Audi's four rings have been kept in the same formation, but they are no longer raised and have been stripped of their glossy chrome colour. Now, the rings are either white and framed by a thin black border or dark grey with black borders.
According to the company, the simplified logo was created as part of a rebrand that aims to strengthen appeal and popularity among consumers.
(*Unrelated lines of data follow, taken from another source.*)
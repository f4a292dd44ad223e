//! Audit Domain Types
//!
//! This module contains the data structures mirrored between the field
//! device and the remote system of record:
//!
//! - `Project` - An audit project
//! - `Checklist` - A requirement checklist within a project
//! - `AuditResult` - The finding recorded against a checklist item
//! - `EvidenceImage` - A locally captured photographic attachment
//! - `SyncOperation` - A queued mutation intent awaiting remote delivery
//!
//! # Usage
//!
//! ```rust
//! use auditsync::shared::audit::{AuditResult, AuditStatus, EvidenceImage};
//! ```

pub mod checklist;
pub mod evidence;
pub mod operation;
pub mod project;
pub mod result;

// Re-export all types
pub use checklist::{Checklist, ChecklistItem};
pub use evidence::EvidenceImage;
pub use operation::{DeadLetter, QueuedOperation, SyncOperation};
pub use project::Project;
pub use result::{AuditResult, AuditStatus};
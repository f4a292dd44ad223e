//! Local Checklist Operations
//!
//! Checklists are stored with their items denormalized into a JSON column
//! so a field device can render them without joins while offline.

use crate::engine::local_db::LocalStore;
use crate::shared::audit::{Checklist, ChecklistItem};
use sqlx::{Result as SqlxResult, Row};
use uuid::Uuid;

/// Result type alias for checklist operations
pub type Result<T> = SqlxResult<T>;

impl LocalStore {
    /// Store a checklist, replacing any existing row
    pub async fn put_checklist(&self, checklist: &Checklist) -> Result<()> {
        let items = serde_json::to_string(&checklist.items)
            .map_err(|e| sqlx::Error::Protocol(format!("checklist items encode: {}", e)))?;

        sqlx::query(
            "INSERT OR REPLACE INTO checklists (id, project_id, name, items, updated_at)
             VALUES (?, ?, ?, ?, ?)",
        )
        .bind(checklist.id.to_string())
        .bind(checklist.project_id.to_string())
        .bind(&checklist.name)
        .bind(items)
        .bind(checklist.updated_at)
        .execute(self.pool())
        .await?;

        Ok(())
    }

    /// Get a checklist by ID
    pub async fn get_checklist(&self, checklist_id: Uuid) -> Result<Option<Checklist>> {
        let row = sqlx::query(
            "SELECT id, project_id, name, items, updated_at FROM checklists WHERE id = ?",
        )
        .bind(checklist_id.to_string())
        .fetch_optional(self.pool())
        .await?;

        match row {
            Some(row) => Ok(Some(row_to_checklist(&row)?)),
            None => Ok(None),
        }
    }

    /// Get all checklists for a project
    pub async fn list_project_checklists(&self, project_id: Uuid) -> Result<Vec<Checklist>> {
        let rows = sqlx::query(
            "SELECT id, project_id, name, items, updated_at
             FROM checklists
             WHERE project_id = ?
             ORDER BY name ASC",
        )
        .bind(project_id.to_string())
        .fetch_all(self.pool())
        .await?;

        let mut checklists = Vec::new();
        for row in rows {
            checklists.push(row_to_checklist(&row)?);
        }

        Ok(checklists)
    }

    /// Delete a checklist (explicit eviction only)
    pub async fn delete_checklist(&self, checklist_id: Uuid) -> Result<()> {
        sqlx::query("DELETE FROM checklists WHERE id = ?")
            .bind(checklist_id.to_string())
            .execute(self.pool())
            .await?;
        Ok(())
    }
}

fn row_to_checklist(row: &sqlx::sqlite::SqliteRow) -> Result<Checklist> {
    let id: String = row.try_get("id")?;
    let project_id: String = row.try_get("project_id")?;
    let items: String = row.try_get("items")?;
    let items: Vec<ChecklistItem> = serde_json::from_str(&items)
        .map_err(|e| sqlx::Error::Protocol(format!("checklist items decode: {}", e)))?;

    Ok(Checklist {
        id: Uuid::parse_str(&id)
            .map_err(|e| sqlx::Error::Protocol(format!("invalid checklist id: {}", e)))?,
        project_id: Uuid::parse_str(&project_id)
            .map_err(|e| sqlx::Error::Protocol(format!("invalid project id: {}", e)))?,
        name: row.try_get("name")?,
        items,
        updated_at: row.try_get("updated_at")?,
    })
}

#[cfg(test)]
mod tests {
    use super::*;

    #[tokio::test]
    async fn test_checklist_roundtrip_with_items() {
        let dir = tempfile::tempdir().unwrap();
        let store = LocalStore::open(dir.path().join("local.db")).await.unwrap();

        let mut checklist = Checklist::new(Uuid::new_v4(), "Fire safety");
        checklist.items.push(ChecklistItem {
            id: Uuid::new_v4(),
            requirement: "Extinguishers inspected within 12 months".to_string(),
            category: Some("equipment".to_string()),
        });
        store.put_checklist(&checklist).await.unwrap();

        let loaded = store.get_checklist(checklist.id).await.unwrap().unwrap();
        assert_eq!(loaded, checklist);
    }

    #[tokio::test]
    async fn test_list_by_project() {
        let dir = tempfile::tempdir().unwrap();
        let store = LocalStore::open(dir.path().join("local.db")).await.unwrap();

        let project_id = Uuid::new_v4();
        store
            .put_checklist(&Checklist::new(project_id, "B list"))
            .await
            .unwrap();
        store
            .put_checklist(&Checklist::new(project_id, "A list"))
            .await
            .unwrap();
        store
            .put_checklist(&Checklist::new(Uuid::new_v4(), "Other project"))
            .await
            .unwrap();

        let listed = store.list_project_checklists(project_id).await.unwrap();
        assert_eq!(listed.len(), 2);
        assert_eq!(listed[0].name, "A list");
    }
}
It will be rolled out on all new Audi vehicles.
"The new two-dimensional look gives our rings a significantly more modern and even more graphic makeover, although their geometry is almost identical to the former ones," said Audi head of design André Georgi.
"We want the four rings to look the same everywhere in the future: whether in a magazine, on your smartphone, or a billboard – and on or inside the car," he continued.
"As a progressive premium brand, Audi targets modern customers who value high-quality design and attention to detail," added Audi brand strategist Frederik Kalisch.
Audi, which means to listen Latin, believes that the new colourway is clearer and more easily identifiable against differently coloured car grilles and backgrounds.
"The thin black border around the rings makes for a consistent, premium-quality appearance, regardless of the car's paint or radiator grille color," explained Georgi.
"We're keeping it consistently free of chrome with a high-contrast black-and-white look," he said. "By optically brightening the logo, the white lends the rings a flat, premium-quality look, which still appears three-dimensional in detail."
Described by the brand as "the most famous rings in the world – aside from the Olympic rings", the original Audi logo was designed in 1932.
Each ring represents one of four individual independent car manufacturers – Audi, DKW, Horch and Wanderer – that merged to become Auto Union AG in Saxony during the global recession in the 1930s. The logo is designed to symbolise the "inseparable unity of the four founder companies".
The original Audi logo had been slightly altered in previous redesigns but the rings remained unchanged in every logo throughout the brand's 90-year history.
Flattened rings first appeared in digital settings such as online marketing communications in 2016 "as a consequence of digitalisation".
"Our vision is to move the corporate identity from the digital area onto our vehicles and to standardize vehicle identification across all models," Georgi said.
Other car brands opting for flat designs to better suit a modern customer are Volvo, which updated its Iron mark logo to flat, less colourful version last year, as well as Toyota, which launched a two-dimensional logo as part of its rebrand by agency The&Partnership.
The imagery is courtesy of Audi.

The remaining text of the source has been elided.